◆ **TASK MATERIAL**:
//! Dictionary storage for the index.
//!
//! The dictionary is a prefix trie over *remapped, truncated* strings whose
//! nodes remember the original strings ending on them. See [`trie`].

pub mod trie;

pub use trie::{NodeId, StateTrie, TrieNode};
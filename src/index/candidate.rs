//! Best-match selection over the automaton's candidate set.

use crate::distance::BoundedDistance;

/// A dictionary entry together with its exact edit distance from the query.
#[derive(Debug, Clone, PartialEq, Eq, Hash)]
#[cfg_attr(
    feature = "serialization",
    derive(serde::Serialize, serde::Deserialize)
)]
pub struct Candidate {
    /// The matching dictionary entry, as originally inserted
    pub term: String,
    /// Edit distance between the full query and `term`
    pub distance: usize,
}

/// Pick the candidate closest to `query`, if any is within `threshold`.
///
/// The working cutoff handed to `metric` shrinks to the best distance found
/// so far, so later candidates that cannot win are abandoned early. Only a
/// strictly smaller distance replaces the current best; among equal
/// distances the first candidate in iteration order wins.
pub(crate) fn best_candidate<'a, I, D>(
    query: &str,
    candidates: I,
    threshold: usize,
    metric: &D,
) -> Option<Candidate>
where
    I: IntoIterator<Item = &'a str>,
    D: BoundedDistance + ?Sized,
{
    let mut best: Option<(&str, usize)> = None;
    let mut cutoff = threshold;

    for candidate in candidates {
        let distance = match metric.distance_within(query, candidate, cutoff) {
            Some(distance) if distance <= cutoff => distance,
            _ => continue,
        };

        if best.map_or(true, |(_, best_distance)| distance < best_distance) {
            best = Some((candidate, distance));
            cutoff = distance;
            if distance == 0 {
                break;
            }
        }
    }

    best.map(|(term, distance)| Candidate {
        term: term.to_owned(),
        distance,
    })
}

◆ **EXERCISE DIRECTIONS**: Include the first line of the listing, the line with "as originally inserted", and every line between them, each repeated exactly, and output only those.

◆ **ANSWER SPACE**:
//! Dictionary storage for the index.
//!
//! The dictionary is a prefix trie over *remapped, truncated* strings whose
//! nodes remember the original strings ending on them. See [`trie`].

pub mod trie;

pub use trie::{NodeId, StateTrie, TrieNode};
filename src/index/candidate.rs
//! Best-match selection over the automaton's candidate set.

use crate::distance::BoundedDistance;

/// A dictionary entry together with its exact edit distance from the query.
#[derive(Debug, Clone, PartialEq, Eq, Hash)]
#[cfg_attr(
    feature = "serialization",
    derive(serde::Serialize, serde::Deserialize)
)]
pub struct Candidate {
    /// The matching dictionary entry, as originally inserted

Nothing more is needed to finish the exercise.